# Great Bird Count



## MaryOfExeter (Sep 30, 2007)

Also saw this from the Humane Society. Perhaps maybe one morning you can go out and sit on the porch with a cup of coffee and count some birds?  Wildbirds, that is. If we were all counting our pigeons and chickens, they'd think we'd gone crazy, LOL. Sounds like something fun to do if you have the time, and it'll give you a chance to brush up on your wildbird ID skills 

http://www.humanesociety.org/animals/resources/tips/backyard_bird_count.html


----------



## TAWhatley (Mar 6, 2001)

I think George Simon does this. I've done it a time or two, and it's fun.
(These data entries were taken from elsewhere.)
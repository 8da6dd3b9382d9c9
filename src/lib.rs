// -- Lint policy ---------------------------------------------------------
// This is the single source of truth for crate-wide lints.

// Broad lint groups
#![deny(clippy::all)]
#![deny(clippy::pedantic)]
#![deny(clippy::nursery)]
// Documentation
#![deny(missing_docs)]
#![deny(rustdoc::broken_intra_doc_links)]
#![deny(rustdoc::private_intra_doc_links)]
#![deny(rustdoc::bare_urls)]
// No panicking in library code
#![deny(clippy::unwrap_used)]
#![deny(clippy::expect_used)]
#![deny(clippy::panic)]
#![deny(clippy::todo)]
#![deny(clippy::unimplemented)]
// No debug/print artifacts
#![deny(clippy::dbg_macro)]
#![deny(clippy::print_stdout)]
#![deny(clippy::print_stderr)]
// Import hygiene
#![deny(clippy::wildcard_imports)]
// Complexity limits
#![deny(clippy::cognitive_complexity)]
#![deny(clippy::too_many_lines)]
#![deny(clippy::excessive_nesting)]
// Function signature hygiene
#![deny(clippy::too_many_arguments)]
#![deny(clippy::fn_params_excessive_bools)]
// Clone / pass-by-value hygiene
#![deny(clippy::needless_pass_by_value)]
#![deny(clippy::implicit_clone)]
// String hygiene
#![deny(clippy::inefficient_to_string)]
#![deny(clippy::redundant_closure_for_method_calls)]
#![deny(clippy::manual_string_new)]
#![deny(clippy::str_to_string)]
// Cargo lints (warn, not deny since cargo lints can be noisy)
#![warn(clippy::cargo)]
// Unused / redundant code
#![deny(unused_results)]
#![deny(unused_qualifications)]
// Cast hygiene
#![deny(trivial_casts)]
#![deny(trivial_numeric_casts)]

//! Arcball orientation control for pointer-driven 3D model rotation.
//!
//! A drag across the window is lifted onto a virtual unit sphere; the arc
//! between the drag-start and current sphere points becomes a rotation
//! composed with the committed orientation, which is finally expressed as
//! a model rotation matrix.
//!
//! # Key entry points
//!
//! - [`trackball::Trackball`] - the drag state machine and orientation
//! - [`trackball::rotation_matrix`] - quaternion to model matrix
//! - [`input::InputProcessor`] - raw pointer/key events to commands
//! - [`scene::ModelFrame`] - centering and unit scaling of the model
//! - [`options::Options`] - TOML-backed configuration
//!
//! ```
//! use trackball::Trackball;
//!
//! let mut ball = Trackball::new(800, 600)?;
//! ball.begin_drag(400.0, 300.0);
//! let q = ball.update_drag(500.0, 300.0);
//! let _ = ball.end_drag(500.0, 300.0);
//! assert!((q.length() - 1.0).abs() < 1e-5);
//! # Ok::<(), trackball::TrackballError>(())
//! ```

pub mod error;
pub mod input;
pub mod options;
pub mod scene;
pub mod trackball;
#[cfg(feature = "viewer")]
pub mod viewer;

pub use error::TrackballError;
pub use input::{InputEvent, InputProcessor, MouseButton, TrackballCommand};
pub use options::Options;
pub use scene::{Aabb, ModelFrame};
pub use trackball::Trackball;
#[cfg(feature = "viewer")]
pub use viewer::{Viewer, ViewerBuilder};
Go for it! Here's the direct link: http://www.birdsource.org/gbbc/howto.html

Terry


----------



## Gnuretiree (May 29, 2009)

The wild birds are doing pretty well at my feeders. The snow here helps to keep the feeders active.

Hugh


----------



## george simon (Feb 28, 2006)

TAWhatley said:


> I think George Simon does this. I've done it a time or two, and it's fun. Go for it! Here's the direct link: http://www.birdsource.org/gbbc/howto.html
> 
> Terry


*Yes I belong to the Cornell'Project FeederWatch"which takes place from Nov-May* ..GEORGE


----------



## Leopard (Jul 6, 2009)

I'll post it in my pet forum.


----------



## MaryOfExeter (Sep 30, 2007)

Well, it's over with now, but it'll be a good reference for next year's.


----------



## george simon (Feb 28, 2006)

*I am still counting as the Cornell back yard feeder watch go until MayI should post some thing on this program .That's another thing that I will put on the back burner for a while have they posted the results yet.* GEORGE


----------



## MaryOfExeter (Sep 30, 2007)

Is the Cornell thing something anyone can do as well? I forgot about this one, and I would like to participate in something similar this year. I'll need it for our quarterly outside-of-class project in AP Environ. science, that I have to write 2 pages on.


----------



## george simon (Feb 28, 2006)

MaryOfExeter said:


> Is the Cornell thing something anyone can do as well? I forgot about this one, and I would like to participate in something similar this year. I'll need it for our quarterly outside-of-class project in AP Environ. science, that I have to write 2 pages on.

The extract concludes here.